Stored records:
- Opening Delimiter -
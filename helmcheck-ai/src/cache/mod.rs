//! Response caching
//!
//! This module provides:
//! - The [`Cache`] interface and its bounded in-memory implementation
//! - Deterministic request fingerprinting ([`generate_cache_key`])
//! - The cache-aside [`CachedProvider`] decorator

mod memory;
mod provider;

pub use memory::{CleanupHandle, MemoryCache};
pub use provider::CachedProvider;

use crate::protocol::{AnalysisContext, AnalysisType, Request, Response};
use crate::providers::error::{ProviderError, ProviderResult};
use serde::{Deserialize, Serialize};
use sha2::{Digest, Sha256};
use std::time::Duration;

/// Key/response store with per-entry expiry
pub trait Cache: Send + Sync {
    /// Copy of the stored response with `cached` set, or `None` on miss or expiry
    fn get(&self, key: &str) -> Option<Response>;

    /// Store a response for `ttl`; fails without storing when the entry cannot fit
    fn set(&self, key: &str, response: &Response, ttl: Duration) -> ProviderResult<()>;

    /// Remove one entry, returning whether it existed
    fn delete(&self, key: &str) -> bool;

    fn clear(&self);

    fn stats(&self) -> CacheStats;
}

/// Counters describing cache effectiveness
#[derive(Debug, Clone, Default, PartialEq, Serialize, Deserialize)]
pub struct CacheStats {
    pub hits: u64,
    pub misses: u64,
    pub evictions: u64,
    /// Bytes currently accounted to live entries
    pub size: u64,
    pub max_size: u64,
    pub count: usize,
    /// Hits as a percentage of lookups
    pub hit_rate: f64,
    pub average_item_size: u64,
}

#[derive(Serialize)]
struct KeyMaterial<'a> {
    query: &'a str,
    #[serde(rename = "type")]
    analysis_type: AnalysisType,
    max_tokens: Option<u32>,
    temperature: Option<f64>,
    context: &'a AnalysisContext,
}

/// SHA-256 hex digest of the request's canonical form
///
/// Only query, analysis type, max tokens, temperature and context take part;
/// the request id and metadata never influence the key.
pub fn generate_cache_key(request: &Request) -> ProviderResult<String> {
    let material = KeyMaterial {
        query: &request.query,
        analysis_type: request.analysis_type,
        max_tokens: request.max_tokens,
        temperature: request.temperature,
        context: &request.context,
    };
    let canonical = serde_json::to_vec(&material).map_err(|e| ProviderError::Cache {
        operation: "key".to_string(),
        reason: e.to_string(),
    })?;
    Ok(hex::encode(Sha256::digest(&canonical)))
}
//! Human-readable byte sizes and durations

use serde::{Deserialize, Deserializer, Serialize, Serializer};
use std::fmt;
use std::str::FromStr;
use std::time::Duration;

const KB: u64 = 1024;
const MB: u64 = KB * 1024;
const GB: u64 = MB * 1024;
const TB: u64 = GB * 1024;

/// Longer suffixes first so "MB" is not read as "B"
const UNITS: [(&str, u64); 5] = [("TB", TB), ("GB", GB), ("MB", MB), ("KB", KB), ("B", 1)];

/// Parse sizes like `"100MB"`, `"1.5GB"` or a bare byte count
pub fn parse_size(input: &str) -> Result<u64, String> {
    let normalized = input.trim().to_ascii_uppercase();
    if normalized.is_empty() {
        return Err("empty size string".to_string());
    }

    for (suffix, multiplier) in UNITS {
        if let Some(number) = normalized.strip_suffix(suffix) {
            let number = number.trim();
            let value: f64 = number
                .parse()
                .map_err(|_| format!("invalid number '{}' in size '{}'", number, input))?;
            if !value.is_finite() || value < 0.0 {
                return Err(format!("size must be a non-negative number, got '{}'", input));
            }
            return Ok((value * multiplier as f64) as u64);
        }
    }

    normalized
        .parse()
        .map_err(|_| format!("invalid size format: '{}'", input))
}

/// Parse durations like `"500ms"`, `"30s"`, `"2m"`, `"1h"` or bare seconds
pub fn parse_duration(input: &str) -> Result<Duration, String> {
    let trimmed = input.trim();
    let split = trimmed
        .find(|c: char| !(c.is_ascii_digit() || c == '.'))
        .unwrap_or(trimmed.len());
    let (number, unit) = trimmed.split_at(split);
    let value: f64 = number
        .parse()
        .map_err(|_| format!("invalid duration '{}'", input))?;
    if !value.is_finite() || value < 0.0 {
        return Err(format!("duration must be non-negative, got '{}'", input));
    }
    let seconds = match unit.trim() {
        "ms" => value / 1000.0,
        "" | "s" => value,
        "m" => value * 60.0,
        "h" => value * 3600.0,
        other => return Err(format!("unknown duration unit '{}' in '{}'", other, input)),
    };
    Ok(Duration::from_secs_f64(seconds))
}

/// A byte count written as `"100MB"` in configuration files
#[derive(Debug, Clone, Copy, PartialEq, Eq, PartialOrd, Ord, Default)]
pub struct ByteSize(pub u64);

impl ByteSize {
    pub const fn mb(n: u64) -> Self {
        Self(n * MB)
    }

    pub fn as_u64(&self) -> u64 {
        self.0
    }
}

impl fmt::Display for ByteSize {
    fn fmt(&self, f: &mut fmt::Formatter<'_>) -> fmt::Result {
        for (suffix, multiplier) in UNITS {
            if self.0 >= multiplier && self.0 % multiplier == 0 {
                return write!(f, "{}{}", self.0 / multiplier, suffix);
            }
        }
        write!(f, "{}B", self.0)
    }
}

impl FromStr for ByteSize {
    type Err = String;

    fn from_str(s: &str) -> Result<Self, Self::Err> {
        parse_size(s).map(ByteSize)
    }
}

impl Serialize for ByteSize {
    fn serialize<S: Serializer>(&self, serializer: S) -> Result<S::Ok, S::Error> {
        serializer.serialize_str(&self.to_string())
    }
}

impl<'de> Deserialize<'de> for ByteSize {
    fn deserialize<D: Deserializer<'de>>(deserializer: D) -> Result<Self, D::Error> {
        #[derive(Deserialize)]
        #[serde(untagged)]
        enum Raw {
            Bytes(u64),
            Text(String),
        }

        match Raw::deserialize(deserializer)? {
            Raw::Bytes(bytes) => Ok(ByteSize(bytes)),
            Raw::Text(text) => text.parse().map_err(serde::de::Error::custom),
        }
    }
}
- Closing Delimiter -
Aim of the exercise:
Please count the lines above containing "seconds"; number only.

Your response:
3